■ **Your goal**
From the entries below, transcribe exactly the lines between the line holding "flush it triggers" and the line holding "impl CompanyFetcher for", inclusive; skip all other lines.

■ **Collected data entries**

⁂

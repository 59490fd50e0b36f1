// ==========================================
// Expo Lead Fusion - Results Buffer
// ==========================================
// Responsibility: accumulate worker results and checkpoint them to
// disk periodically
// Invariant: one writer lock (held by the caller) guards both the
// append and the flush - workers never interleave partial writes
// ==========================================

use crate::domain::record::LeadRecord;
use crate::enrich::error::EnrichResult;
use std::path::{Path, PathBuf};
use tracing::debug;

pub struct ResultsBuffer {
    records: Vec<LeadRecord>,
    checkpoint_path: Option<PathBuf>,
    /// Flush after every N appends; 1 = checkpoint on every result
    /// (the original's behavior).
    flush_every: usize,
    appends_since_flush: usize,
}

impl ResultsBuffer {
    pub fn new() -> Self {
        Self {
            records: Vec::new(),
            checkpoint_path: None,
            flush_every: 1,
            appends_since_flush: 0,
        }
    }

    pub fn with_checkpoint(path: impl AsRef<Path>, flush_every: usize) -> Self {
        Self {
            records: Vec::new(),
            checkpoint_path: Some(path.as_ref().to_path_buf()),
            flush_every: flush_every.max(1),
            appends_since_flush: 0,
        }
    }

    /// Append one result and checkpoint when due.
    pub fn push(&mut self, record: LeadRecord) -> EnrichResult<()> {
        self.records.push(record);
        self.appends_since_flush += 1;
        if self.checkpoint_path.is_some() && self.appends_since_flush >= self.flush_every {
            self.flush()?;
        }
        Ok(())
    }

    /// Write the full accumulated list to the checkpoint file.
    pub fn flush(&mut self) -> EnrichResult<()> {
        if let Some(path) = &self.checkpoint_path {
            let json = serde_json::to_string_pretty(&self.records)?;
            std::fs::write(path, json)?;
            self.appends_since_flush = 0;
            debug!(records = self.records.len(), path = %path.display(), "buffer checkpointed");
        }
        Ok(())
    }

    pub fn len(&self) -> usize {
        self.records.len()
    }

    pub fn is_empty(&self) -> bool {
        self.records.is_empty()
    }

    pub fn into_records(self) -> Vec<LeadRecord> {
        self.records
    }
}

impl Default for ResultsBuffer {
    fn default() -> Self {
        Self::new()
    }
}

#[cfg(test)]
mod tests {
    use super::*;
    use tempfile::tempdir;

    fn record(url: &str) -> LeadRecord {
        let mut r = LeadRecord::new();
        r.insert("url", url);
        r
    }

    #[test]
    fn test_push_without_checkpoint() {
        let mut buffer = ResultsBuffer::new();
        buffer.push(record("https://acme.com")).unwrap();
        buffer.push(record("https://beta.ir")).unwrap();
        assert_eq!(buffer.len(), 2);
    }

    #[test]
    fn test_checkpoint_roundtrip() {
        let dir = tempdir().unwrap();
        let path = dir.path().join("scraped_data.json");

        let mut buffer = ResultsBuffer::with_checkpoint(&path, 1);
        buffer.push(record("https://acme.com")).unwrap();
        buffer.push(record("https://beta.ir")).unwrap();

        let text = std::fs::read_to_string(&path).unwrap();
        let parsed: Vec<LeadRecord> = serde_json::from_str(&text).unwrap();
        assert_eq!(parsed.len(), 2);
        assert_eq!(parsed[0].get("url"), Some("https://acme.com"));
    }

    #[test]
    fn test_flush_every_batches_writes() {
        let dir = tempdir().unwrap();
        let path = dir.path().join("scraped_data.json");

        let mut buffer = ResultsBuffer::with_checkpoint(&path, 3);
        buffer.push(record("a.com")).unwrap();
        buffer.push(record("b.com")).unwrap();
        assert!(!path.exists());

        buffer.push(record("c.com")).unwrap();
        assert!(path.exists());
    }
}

⁂

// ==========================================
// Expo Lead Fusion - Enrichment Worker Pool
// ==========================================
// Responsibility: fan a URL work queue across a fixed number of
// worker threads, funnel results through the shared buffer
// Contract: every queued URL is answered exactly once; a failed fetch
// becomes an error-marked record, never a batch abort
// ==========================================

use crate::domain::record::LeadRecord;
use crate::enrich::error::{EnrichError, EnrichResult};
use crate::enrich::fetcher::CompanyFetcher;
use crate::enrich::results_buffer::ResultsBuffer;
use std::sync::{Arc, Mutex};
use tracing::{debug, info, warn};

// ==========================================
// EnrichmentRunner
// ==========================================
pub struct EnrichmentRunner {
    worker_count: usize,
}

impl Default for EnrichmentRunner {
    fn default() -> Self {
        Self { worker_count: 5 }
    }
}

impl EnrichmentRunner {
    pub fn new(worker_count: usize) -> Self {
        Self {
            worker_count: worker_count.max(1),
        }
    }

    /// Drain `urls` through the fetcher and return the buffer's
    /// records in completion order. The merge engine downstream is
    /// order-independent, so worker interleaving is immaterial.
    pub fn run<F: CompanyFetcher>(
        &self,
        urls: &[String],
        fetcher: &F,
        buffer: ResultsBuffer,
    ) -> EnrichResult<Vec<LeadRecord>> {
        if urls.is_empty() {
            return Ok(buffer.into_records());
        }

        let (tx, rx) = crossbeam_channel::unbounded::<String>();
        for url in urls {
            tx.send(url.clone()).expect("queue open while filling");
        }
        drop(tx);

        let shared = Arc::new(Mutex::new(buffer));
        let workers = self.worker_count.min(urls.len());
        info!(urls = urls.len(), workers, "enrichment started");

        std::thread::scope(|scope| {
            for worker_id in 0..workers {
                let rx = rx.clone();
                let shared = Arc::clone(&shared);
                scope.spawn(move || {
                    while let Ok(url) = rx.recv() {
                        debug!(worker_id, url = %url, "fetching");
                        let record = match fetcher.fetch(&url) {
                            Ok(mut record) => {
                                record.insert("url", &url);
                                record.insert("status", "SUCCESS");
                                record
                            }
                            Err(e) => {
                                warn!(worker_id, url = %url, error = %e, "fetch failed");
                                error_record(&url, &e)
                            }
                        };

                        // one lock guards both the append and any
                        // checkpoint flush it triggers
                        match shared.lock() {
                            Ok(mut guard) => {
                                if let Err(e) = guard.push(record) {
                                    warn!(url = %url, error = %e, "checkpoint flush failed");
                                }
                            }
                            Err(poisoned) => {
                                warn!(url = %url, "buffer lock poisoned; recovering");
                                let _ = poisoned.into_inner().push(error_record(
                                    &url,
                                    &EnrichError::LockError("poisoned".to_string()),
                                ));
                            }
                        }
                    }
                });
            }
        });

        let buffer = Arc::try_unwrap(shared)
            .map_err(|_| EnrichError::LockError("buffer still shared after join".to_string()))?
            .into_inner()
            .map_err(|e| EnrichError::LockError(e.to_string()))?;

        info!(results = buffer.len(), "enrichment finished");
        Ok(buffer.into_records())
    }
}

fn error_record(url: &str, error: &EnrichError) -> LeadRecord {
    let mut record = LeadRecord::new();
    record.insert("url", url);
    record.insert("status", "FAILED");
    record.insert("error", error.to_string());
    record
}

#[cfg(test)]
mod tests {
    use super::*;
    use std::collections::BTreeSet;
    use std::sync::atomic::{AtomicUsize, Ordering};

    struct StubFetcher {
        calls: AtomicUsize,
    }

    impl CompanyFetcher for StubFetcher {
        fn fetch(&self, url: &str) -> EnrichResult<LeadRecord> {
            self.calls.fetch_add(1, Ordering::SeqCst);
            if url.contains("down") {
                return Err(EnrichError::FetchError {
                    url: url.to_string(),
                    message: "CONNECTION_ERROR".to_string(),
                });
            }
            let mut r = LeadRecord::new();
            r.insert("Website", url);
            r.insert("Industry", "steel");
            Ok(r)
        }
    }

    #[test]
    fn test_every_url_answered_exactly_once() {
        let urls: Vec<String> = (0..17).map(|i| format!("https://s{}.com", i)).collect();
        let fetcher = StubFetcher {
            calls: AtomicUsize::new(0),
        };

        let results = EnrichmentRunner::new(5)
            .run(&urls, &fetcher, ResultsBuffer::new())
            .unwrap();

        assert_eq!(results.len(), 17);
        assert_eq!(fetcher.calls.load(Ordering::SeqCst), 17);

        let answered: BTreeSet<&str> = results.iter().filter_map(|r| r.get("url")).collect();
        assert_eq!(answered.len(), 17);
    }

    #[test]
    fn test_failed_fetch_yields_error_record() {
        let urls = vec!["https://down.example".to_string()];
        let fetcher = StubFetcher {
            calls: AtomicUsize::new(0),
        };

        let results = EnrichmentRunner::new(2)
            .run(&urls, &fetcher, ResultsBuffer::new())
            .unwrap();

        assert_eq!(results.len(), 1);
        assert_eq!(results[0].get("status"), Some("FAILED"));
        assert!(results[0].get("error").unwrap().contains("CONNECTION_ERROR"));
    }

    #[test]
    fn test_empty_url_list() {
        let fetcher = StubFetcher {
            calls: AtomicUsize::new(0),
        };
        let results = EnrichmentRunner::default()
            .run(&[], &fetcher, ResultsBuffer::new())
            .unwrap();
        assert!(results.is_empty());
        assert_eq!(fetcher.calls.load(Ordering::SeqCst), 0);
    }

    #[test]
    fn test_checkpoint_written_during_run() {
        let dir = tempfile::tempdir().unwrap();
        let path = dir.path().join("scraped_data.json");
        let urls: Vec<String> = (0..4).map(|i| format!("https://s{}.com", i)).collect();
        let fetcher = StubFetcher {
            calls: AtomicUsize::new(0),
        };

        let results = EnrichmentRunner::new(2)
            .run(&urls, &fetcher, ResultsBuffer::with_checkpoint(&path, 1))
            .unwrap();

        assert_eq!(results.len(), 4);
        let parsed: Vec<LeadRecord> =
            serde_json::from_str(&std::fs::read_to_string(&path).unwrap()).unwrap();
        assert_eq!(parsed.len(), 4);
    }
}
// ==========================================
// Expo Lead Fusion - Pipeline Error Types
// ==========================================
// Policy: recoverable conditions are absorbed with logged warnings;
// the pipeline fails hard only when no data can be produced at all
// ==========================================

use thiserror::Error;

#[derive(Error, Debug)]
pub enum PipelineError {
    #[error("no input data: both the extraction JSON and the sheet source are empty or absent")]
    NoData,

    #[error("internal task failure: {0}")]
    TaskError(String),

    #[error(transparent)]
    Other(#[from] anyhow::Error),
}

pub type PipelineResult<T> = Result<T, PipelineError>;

⁂

■ **Completed task**
                        // checkpoint flush it triggers
                        match shared.lock() {
                            Ok(mut guard) => {
                                if let Err(e) = guard.push(record) {
                                    warn!(url = %url, error = %e, "checkpoint flush failed");
                                }
                            }
                            Err(poisoned) => {
                                warn!(url = %url, "buffer lock poisoned; recovering");
                                let _ = poisoned.into_inner().push(error_record(
                                    &url,
                                    &EnrichError::LockError("poisoned".to_string()),
                                ));
                            }
                        }
                    }
                });
            }
        });

        let buffer = Arc::try_unwrap(shared)
            .map_err(|_| EnrichError::LockError("buffer still shared after join".to_string()))?
            .into_inner()
            .map_err(|e| EnrichError::LockError(e.to_string()))?;

        info!(results = buffer.len(), "enrichment finished");
        Ok(buffer.into_records())
    }
}

fn error_record(url: &str, error: &EnrichError) -> LeadRecord {
    let mut record = LeadRecord::new();
    record.insert("url", url);
    record.insert("status", "FAILED");
    record.insert("error", error.to_string());
    record
}

#[cfg(test)]
mod tests {
    use super::*;
    use std::collections::BTreeSet;
    use std::sync::atomic::{AtomicUsize, Ordering};

    struct StubFetcher {
        calls: AtomicUsize,
    }

    impl CompanyFetcher for StubFetcher {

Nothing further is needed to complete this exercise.